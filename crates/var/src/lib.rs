// Copyright (C) 2025 Ryan Daum <ryan.daum@gmail.com> This program is free
// software: you can redistribute it and/or modify it under the terms of the GNU
// General Public License as published by the Free Software Foundation, version
// 3.
//
// This program is distributed in the hope that it will be useful, but WITHOUT
// ANY WARRANTY; without even the implied warranty of MERCHANTABILITY or FITNESS
// FOR A PARTICULAR PURPOSE. See the GNU General Public License for more details.
//
// You should have received a copy of the GNU General Public License along with
// this program. If not, see <https://www.gnu.org/licenses/>.
//

mod arith;
mod error;
mod list;
mod literal;
mod obj;
pub mod program;
mod string;
mod symbol;
#[allow(clippy::module_inception)]
mod var;
mod variant;

pub use error::{Error, ErrorCode, ErrorCode::*};
pub use list::List;
pub use literal::{to_literal, to_string, value_bytes, value_hash};
pub use obj::{Obj, AMBIGUOUS, FAILED_MATCH, NOTHING, SYSTEM_OBJECT};
pub use string::Str;
pub use symbol::Symbol;
pub use var::{
    compare, v_bool_int, v_empty_list, v_empty_str, v_err, v_float, v_int, v_list, v_list_iter,
    v_none, v_obj, v_objid, v_str, v_string, Var,
};
pub use variant::Variant;

/// Integer encoding of types as exposed to MOO code by `typeof()`, matching the
/// numbering of a LambdaMOO textdump.
#[repr(i8)]
#[derive(Clone, Copy, Debug, Eq, PartialEq, PartialOrd, Hash)]
#[allow(non_camel_case_types)]
pub enum VarType {
    TYPE_INT = 0,
    TYPE_OBJ = 1,
    TYPE_STR = 2,
    TYPE_ERR = 3,
    TYPE_LIST = 4,
    TYPE_NONE = 6, // in uninitialized MOO variables
    TYPE_FLOAT = 9,
    /// Meta-type used only in builtin signatures: any value.
    TYPE_ANY = -1,
    /// Meta-type used only in builtin signatures: int or float.
    TYPE_NUMERIC = -2,
}

impl VarType {
    pub fn to_literal(&self) -> &str {
        match self {
            VarType::TYPE_INT => "INT",
            VarType::TYPE_OBJ => "OBJ",
            VarType::TYPE_STR => "STR",
            VarType::TYPE_ERR => "ERR",
            VarType::TYPE_LIST => "LIST",
            VarType::TYPE_NONE => "NONE",
            VarType::TYPE_FLOAT => "FLOAT",
            VarType::TYPE_ANY => "ANY",
            VarType::TYPE_NUMERIC => "NUM",
        }
    }

    /// Does a value of type `of` satisfy an argument slot declared as `self`?
    pub fn accepts(&self, of: VarType) -> bool {
        match self {
            VarType::TYPE_ANY => true,
            VarType::TYPE_NUMERIC => {
                matches!(of, VarType::TYPE_INT | VarType::TYPE_FLOAT)
            }
            t => *t == of,
        }
    }
}

/// Sequence index modes: 0 or 1 indexed. Containers index from 0 internally,
/// MOO code indexes from 1, so sequence entry points take the caller's choice.
#[derive(Clone, Copy, Debug)]
pub enum IndexMode {
    ZeroBased,
    OneBased,
}

impl IndexMode {
    pub fn adjust_i64(&self, index: i64) -> isize {
        match self {
            IndexMode::ZeroBased => index as isize,
            IndexMode::OneBased => (index - 1) as isize,
        }
    }

    pub fn reverse_adjust_isize(&self, index: isize) -> isize {
        match self {
            IndexMode::ZeroBased => index,
            IndexMode::OneBased => index + 1,
        }
    }
}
==========
• THE PROBLEM
At the first line of the material above, start reproducing each line exactly, and end with the line that holds "License along with", adding nothing.

• REPLY
filename crates/var/src/lib.rs
// Copyright (C) 2025 Ryan Daum <ryan.daum@gmail.com> This program is free
// software: you can redistribute it and/or modify it under the terms of the GNU
// General Public License as published by the Free Software Foundation, version
// 3.
//
// This program is distributed in the hope that it will be useful, but WITHOUT
// ANY WARRANTY; without even the implied warranty of MERCHANTABILITY or FITNESS
// FOR A PARTICULAR PURPOSE. See the GNU General Public License for more details.
//
// You should have received a copy of the GNU General Public License along with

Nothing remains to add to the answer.